■ WORK TASK: Copy, word for word, each line of the data below from the first through the line containing "not specify one", and stop there.

Data extracted from a collection:
*-*-*

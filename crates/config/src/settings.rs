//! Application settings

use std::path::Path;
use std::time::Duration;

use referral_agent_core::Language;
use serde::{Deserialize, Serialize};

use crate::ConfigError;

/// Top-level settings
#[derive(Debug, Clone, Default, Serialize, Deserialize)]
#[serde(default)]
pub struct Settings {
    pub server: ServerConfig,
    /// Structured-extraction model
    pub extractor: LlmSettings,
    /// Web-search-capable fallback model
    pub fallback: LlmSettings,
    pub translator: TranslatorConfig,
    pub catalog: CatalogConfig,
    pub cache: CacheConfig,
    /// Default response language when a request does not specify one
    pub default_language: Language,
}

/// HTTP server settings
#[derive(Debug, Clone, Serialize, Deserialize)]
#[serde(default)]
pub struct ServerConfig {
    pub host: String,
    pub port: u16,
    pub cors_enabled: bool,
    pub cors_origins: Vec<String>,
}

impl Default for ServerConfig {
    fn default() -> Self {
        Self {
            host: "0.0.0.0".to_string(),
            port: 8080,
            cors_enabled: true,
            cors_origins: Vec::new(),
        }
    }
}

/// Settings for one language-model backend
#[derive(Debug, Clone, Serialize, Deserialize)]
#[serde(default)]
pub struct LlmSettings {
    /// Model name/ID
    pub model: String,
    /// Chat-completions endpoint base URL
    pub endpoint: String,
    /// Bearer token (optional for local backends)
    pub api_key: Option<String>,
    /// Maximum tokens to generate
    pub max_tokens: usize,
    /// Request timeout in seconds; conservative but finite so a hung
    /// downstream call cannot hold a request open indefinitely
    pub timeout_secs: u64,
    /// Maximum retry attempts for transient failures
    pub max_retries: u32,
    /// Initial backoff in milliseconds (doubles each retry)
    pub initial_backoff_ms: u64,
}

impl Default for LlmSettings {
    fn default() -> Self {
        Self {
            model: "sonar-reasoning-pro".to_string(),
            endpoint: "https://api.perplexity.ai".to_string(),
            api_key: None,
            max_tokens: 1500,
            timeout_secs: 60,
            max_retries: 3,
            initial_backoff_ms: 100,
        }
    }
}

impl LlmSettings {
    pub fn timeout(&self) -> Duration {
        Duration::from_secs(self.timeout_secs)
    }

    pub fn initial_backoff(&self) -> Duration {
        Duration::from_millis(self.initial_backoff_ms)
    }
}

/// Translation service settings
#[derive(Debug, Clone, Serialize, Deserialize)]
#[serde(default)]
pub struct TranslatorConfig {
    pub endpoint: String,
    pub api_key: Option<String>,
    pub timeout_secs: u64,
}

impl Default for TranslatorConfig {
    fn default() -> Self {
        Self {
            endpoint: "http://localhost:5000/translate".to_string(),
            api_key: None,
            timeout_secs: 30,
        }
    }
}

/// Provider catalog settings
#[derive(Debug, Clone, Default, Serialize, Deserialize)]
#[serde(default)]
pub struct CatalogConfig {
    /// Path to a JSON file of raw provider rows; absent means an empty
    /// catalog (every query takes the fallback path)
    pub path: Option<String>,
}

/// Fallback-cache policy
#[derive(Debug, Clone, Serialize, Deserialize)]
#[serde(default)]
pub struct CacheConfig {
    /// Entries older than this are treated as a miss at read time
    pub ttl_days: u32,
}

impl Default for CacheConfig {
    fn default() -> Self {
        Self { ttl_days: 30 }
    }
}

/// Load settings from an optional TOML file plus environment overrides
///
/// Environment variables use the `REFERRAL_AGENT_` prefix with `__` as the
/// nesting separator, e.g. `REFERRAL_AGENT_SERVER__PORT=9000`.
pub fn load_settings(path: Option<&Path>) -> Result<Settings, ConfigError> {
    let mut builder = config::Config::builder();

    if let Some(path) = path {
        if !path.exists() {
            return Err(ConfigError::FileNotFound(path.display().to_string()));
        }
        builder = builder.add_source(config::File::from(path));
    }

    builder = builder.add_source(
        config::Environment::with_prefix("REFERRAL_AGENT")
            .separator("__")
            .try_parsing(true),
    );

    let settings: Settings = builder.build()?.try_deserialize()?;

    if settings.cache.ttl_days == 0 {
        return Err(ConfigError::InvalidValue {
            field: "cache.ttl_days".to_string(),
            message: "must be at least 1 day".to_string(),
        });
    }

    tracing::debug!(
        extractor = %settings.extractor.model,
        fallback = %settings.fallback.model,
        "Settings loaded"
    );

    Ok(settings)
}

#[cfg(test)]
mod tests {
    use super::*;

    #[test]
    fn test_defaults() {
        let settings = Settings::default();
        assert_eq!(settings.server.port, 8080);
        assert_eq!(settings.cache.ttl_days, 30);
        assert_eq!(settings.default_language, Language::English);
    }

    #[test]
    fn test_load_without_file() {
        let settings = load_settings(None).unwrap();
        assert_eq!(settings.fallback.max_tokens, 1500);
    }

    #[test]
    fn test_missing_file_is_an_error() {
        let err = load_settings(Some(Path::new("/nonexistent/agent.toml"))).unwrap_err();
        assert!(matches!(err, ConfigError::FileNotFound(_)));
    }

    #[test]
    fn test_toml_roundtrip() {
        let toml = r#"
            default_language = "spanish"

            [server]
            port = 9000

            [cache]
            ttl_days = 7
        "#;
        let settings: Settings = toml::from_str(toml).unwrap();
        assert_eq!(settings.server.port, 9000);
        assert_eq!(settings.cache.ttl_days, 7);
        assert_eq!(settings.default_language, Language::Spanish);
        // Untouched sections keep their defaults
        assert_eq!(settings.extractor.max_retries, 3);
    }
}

*-*-*

■ ANSWER TO THE PROBLEM:
filename crates/config/src/settings.rs
//! Application settings

use std::path::Path;
use std::time::Duration;

use referral_agent_core::Language;
use serde::{Deserialize, Serialize};

use crate::ConfigError;

/// Top-level settings
#[derive(Debug, Clone, Default, Serialize, Deserialize)]
#[serde(default)]
pub struct Settings {
    pub server: ServerConfig,
    /// Structured-extraction model
    pub extractor: LlmSettings,
    /// Web-search-capable fallback model
    pub fallback: LlmSettings,
    pub translator: TranslatorConfig,
    pub catalog: CatalogConfig,
    pub cache: CacheConfig,
    /// Default response language when a request does not specify one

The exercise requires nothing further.